Grounding in Story
/Grounding in Story
From the beginning of human history, stories have played a key role in soothing the anxiety of unknown phenomena. Recently, the eclipse joined humanity in wonder. Historically, it would have caused fear and panic. Elders in family groups and tribes would create stories that made the then unknowable less frightening. Essentially, they used stories to help those in their care ground out.
Grounding has become an essential element and is considered inherent in coping skills. Coping skills have become, on some levels, a normative fad in external grounding -- things like sensory toys or fidget spinners. However, stories that cost nothing but time can be just as effective.

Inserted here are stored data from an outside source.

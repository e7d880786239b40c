use crate::id::{Id, NodeId, ID_LEN};
use crate::routing::{
    bucket::{Bucket, InsertOutcome},
    node::{Contact, ContactInfo},
};

/// Upper bound on the number of buckets: the home bucket can split at most
/// once per bit of the id space.
pub const MAX_BUCKETS: usize = ID_LEN * 8;

/// What [`RoutingTable::observe`] did with a sighting.
#[derive(Debug, Default)]
pub(crate) struct Observed {
    /// The contact was stored for the first time.
    pub added: bool,
    /// A bad contact that was evicted to make room.
    pub evicted: Option<Contact>,
    /// Lower bounds of buckets created by splits, in creation order. The
    /// caller starts a refresh schedule for each.
    pub new_buckets: Vec<Id>,
}

/// Ordered collection of buckets tiling the 160-bit keyspace, together with
/// the id of the local node.
///
/// Exactly one bucket contains the local id (the home bucket) and only that
/// bucket ever splits, which keeps the table at O(log network size) buckets.
pub(crate) struct RoutingTable {
    buckets: Vec<Bucket>,
    local_id: NodeId,
}

impl RoutingTable {
    /// Create a table with a single bucket covering the whole keyspace.
    pub fn new(local_id: NodeId) -> RoutingTable {
        RoutingTable {
            buckets: vec![Bucket::new(Id::MIN, Id::MAX, true)],
            local_id,
        }
    }

    pub fn local_id(&self) -> NodeId {
        self.local_id
    }

    #[allow(unused)]
    pub fn buckets(&self) -> impl ExactSizeIterator<Item = &Bucket> {
        self.buckets.iter()
    }

    /// Index of the unique bucket whose range contains `id`.
    fn locate_index(&self, id: Id) -> usize {
        // Buckets are sorted by `lo` and tile the space, so the containing
        // bucket is the last one starting at or below `id`.
        self.buckets.partition_point(|b| b.lo() <= id) - 1
    }

    /// The unique bucket whose range contains `id`.
    pub fn locate(&self, id: Id) -> &Bucket {
        &self.buckets[self.locate_index(id)]
    }

    /// Find the bucket with the given lower bound, if it still exists.
    pub fn bucket_by_lo(&self, lo: Id) -> Option<&Bucket> {
        let bucket = self.locate(lo);
        (bucket.lo() == lo).then_some(bucket)
    }

    /// Mutable access to a tracked contact.
    pub fn find_contact_mut(&mut self, id: NodeId) -> Option<&mut Contact> {
        let index = self.locate_index(id);
        self.buckets[index].find_mut(id)
    }

    /// Record a sighting of a remote node, inserting it if there is room.
    ///
    /// Splits the home bucket as often as needed (bounded by the id width)
    /// and reports any buckets created that way so refresh schedules can be
    /// attached to them.
    pub fn observe(&mut self, contact: Contact) -> Observed {
        let mut observed = Observed::default();

        // Our own id never enters the table.
        if contact.id() == self.local_id {
            return observed;
        }

        loop {
            let index = self.locate_index(contact.id());

            match self.buckets[index].insert(contact.clone()) {
                InsertOutcome::Inserted { evicted } => {
                    observed.added = true;
                    observed.evicted = evicted;
                    return observed;
                }
                InsertOutcome::Refreshed | InsertOutcome::Rejected => return observed,
                InsertOutcome::NeedSplit => {
                    if self.buckets.len() >= MAX_BUCKETS {
                        return observed;
                    }

                    let bucket = self.buckets.remove(index);
                    let (left, right) = bucket.split(self.local_id);

                    // The left child keeps the original lower bound; the
                    // right child is brand new.
                    observed.new_buckets.push(right.lo());

                    self.buckets.insert(index, left);
                    self.buckets.insert(index + 1, right);
                }
            }
        }
    }

    /// Up to `count` returnable contacts closest to `target` by XOR
    /// distance, ascending.
    pub fn closest(&self, target: Id, count: usize) -> Vec<ContactInfo> {
        let center = self.locate_index(target);
        let mut candidates: Vec<&Contact> = Vec::with_capacity(count * 2);

        // Start with the target's own bucket, then widen to neighbors until
        // enough candidates are gathered (prior bucket first, then next).
        candidates.extend(self.buckets[center].iter());

        let mut offset = 1;
        while candidates.len() < count
            && (offset <= center || center + offset < self.buckets.len())
        {
            if let Some(index) = center.checked_sub(offset) {
                candidates.extend(self.buckets[index].iter());
            }
            if center + offset < self.buckets.len() {
                candidates.extend(self.buckets[center + offset].iter());
            }
            offset += 1;
        }

        let mut candidates: Vec<_> = candidates
            .into_iter()
            .filter(|c| c.is_returnable())
            .collect();
        candidates.sort_by_key(|c| c.id() ^ target);
        candidates.truncate(count);
        candidates.into_iter().map(|c| *c.info()).collect()
    }

    /// Number of contacts across all buckets.
    #[allow(unused)]
    pub fn num_contacts(&self) -> usize {
        self.buckets.iter().map(|b| b.len()).sum()
    }
}

#[cfg(test)]
mod tests {
    use super::*;
    use crate::id::{Id, ID_LEN};
    use crate::routing::bucket::MAX_BUCKET_SIZE as K;
    use crate::routing::node::{Contact, ContactInfo};
    use crate::test;

    fn local_id() -> NodeId {
        // Local id in the upper half of the keyspace.
        let mut bytes = [0u8; ID_LEN];
        bytes[0] = 0x80;
        bytes.into()
    }

    fn contact_with_prefix(prefix: u8, seq: u8) -> Contact {
        let mut bytes = [0u8; ID_LEN];
        bytes[0] = prefix;
        bytes[ID_LEN - 1] = seq;

        Contact::new(ContactInfo::new(
            bytes.into(),
            test::dummy_socket_addr_v4(u16::from(seq) + u16::from(prefix) * 300 + 1),
        ))
    }

    fn assert_tiling(table: &RoutingTable) {
        let buckets: Vec<_> = table.buckets().collect();

        assert_eq!(buckets[0].lo(), Id::MIN);
        assert_eq!(buckets[buckets.len() - 1].hi(), Id::MAX);

        for pair in buckets.windows(2) {
            assert_eq!(pair[0].hi().successor(), pair[1].lo());
        }

        for bucket in &buckets {
            for contact in bucket.iter() {
                assert!(bucket.contains(contact.id()));
            }
            assert!(bucket.len() <= K);
        }

        assert_eq!(
            buckets.iter().filter(|b| b.is_splittable()).count(),
            1,
            "exactly one home bucket"
        );
        assert!(table.locate(table.local_id()).is_splittable());
    }

    #[test]
    fn starts_with_one_full_range_bucket() {
        let table = RoutingTable::new(local_id());

        assert_eq!(table.buckets().len(), 1);
        assert_tiling(&table);
    }

    #[test]
    fn observing_own_id_is_ignored() {
        let mut table = RoutingTable::new(local_id());

        let observed = table.observe(Contact::new(ContactInfo::new(
            local_id(),
            test::dummy_socket_addr_v4(1),
        )));

        assert!(!observed.added);
        assert_eq!(table.num_contacts(), 0);
    }

    #[test]
    fn overflowing_the_home_bucket_splits_once() {
        let mut table = RoutingTable::new(local_id());

        // Nine distinct contacts in the lower half; the local id is in the
        // upper half, so after the split the lower child cannot split again.
        for seq in 0..=K as u8 {
            table.observe(contact_with_prefix(0x00, seq));
        }

        assert_eq!(table.buckets().len(), 2);
        assert_tiling(&table);

        // The lower child kept K contacts and dropped the overflow.
        assert_eq!(table.num_contacts(), K);

        // Another lower-half contact is rejected, not split in.
        let before = table.buckets().len();
        let observed = table.observe(contact_with_prefix(0x01, 0));
        assert!(!observed.added);
        assert_eq!(table.buckets().len(), before);
    }

    #[test]
    fn split_reports_new_bucket() {
        let mut table = RoutingTable::new(local_id());

        for seq in 0..K as u8 {
            table.observe(contact_with_prefix(0x00, seq));
        }

        let observed = table.observe(contact_with_prefix(0x00, K as u8));
        assert_eq!(observed.new_buckets.len(), 1);

        let (lo_right, _) = Id::midpoint(Id::MIN, Id::MAX);
        assert_eq!(observed.new_buckets[0], lo_right);
        assert!(table.bucket_by_lo(lo_right).is_some());
    }

    #[test]
    fn reobserving_refreshes_membership() {
        let mut table = RoutingTable::new(local_id());

        let first = table.observe(contact_with_prefix(0x00, 1));
        assert!(first.added);

        let again = table.observe(contact_with_prefix(0x00, 1));
        assert!(!again.added);
        assert_eq!(table.num_contacts(), 1);
    }

    #[test]
    fn closest_orders_by_distance_and_caps() {
        let mut table = RoutingTable::new(local_id());

        for prefix in [0x00u8, 0x40, 0xc0] {
            for seq in 0..4u8 {
                table.observe(contact_with_prefix(prefix, seq));
            }
        }

        let target = Id::from({
            let mut bytes = [0u8; ID_LEN];
            bytes[0] = 0xc0;
            bytes
        });

        let closest = table.closest(target, K);

        assert!(closest.len() <= K);
        assert!(!closest.is_empty());

        for pair in closest.windows(2) {
            assert!((pair[0].id ^ target) <= (pair[1].id ^ target));
        }

        // No duplicates.
        for (i, a) in closest.iter().enumerate() {
            for b in &closest[i + 1..] {
                assert_ne!(a.id, b.id);
            }
        }
    }

    #[test]
    fn closest_excludes_bad_contacts() {
        let mut table = RoutingTable::new(local_id());

        table.observe(contact_with_prefix(0x00, 1));
        table.observe(contact_with_prefix(0x00, 2));

        let bad_id = contact_with_prefix(0x00, 1).id();
        let contact = table.find_contact_mut(bad_id).unwrap();
        for _ in 0..3 {
            contact.curse();
        }

        let closest = table.closest(Id::MIN, K);
        assert_eq!(closest.len(), 1);
        assert_ne!(closest[0].id, bad_id);
    }

    #[test]
    fn repeated_splits_stay_bounded() {
        let mut table = RoutingTable::new(local_id());

        // Aim many contacts just below the local id so the home bucket keeps
        // splitting; the total bucket count must stay within bounds and the
        // tiling invariants must hold throughout.
        for seq in 0..64u8 {
            for sub in 0..4u8 {
                let mut bytes = [0u8; ID_LEN];
                bytes[0] = 0x80;
                bytes[1] = seq;
                bytes[ID_LEN - 1] = sub;
                table.observe(Contact::new(ContactInfo::new(
                    bytes.into(),
                    test::dummy_socket_addr_v4(u16::from(seq) * 8 + u16::from(sub) + 1),
                )));
            }
        }

        assert!(table.buckets().len() <= MAX_BUCKETS);
        assert_tiling(&table);
    }
}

In the final book of the Hunger the Mockingjay, the two central characters, Katniss and Peeta, are still fighting for freedom, but have the weight of complex trauma. The District 13 counselors teach both of them to use narratives of the simplest things that they know to be true to the most difficult present things in order to ground. For Katniss, it went like this:
“My name is Katniss Everdeen. I am seventeen years old. My home is District 12. I was in the Hunger Games. I escaped. The Capitol hates me.”
Katniss, in the most disorienting of times, would hang to this and this is how she fought her way to healing. It was a shortened true story of her present, so she could get unstuck from the past, and have hope for the future.
In life, when one gets stuck, sometimes the way out is to tell oneself a true story. Start with the simplest and easiest to accept facts and work (having a counselor to guide can help) toward the most difficult facts until one can find radical acceptance. It’s okay that it takes time. Eventually with diligent work, one comes to acceptance. This is when the magic happens: A new story of the future and hope can be written because the old story no longer fits.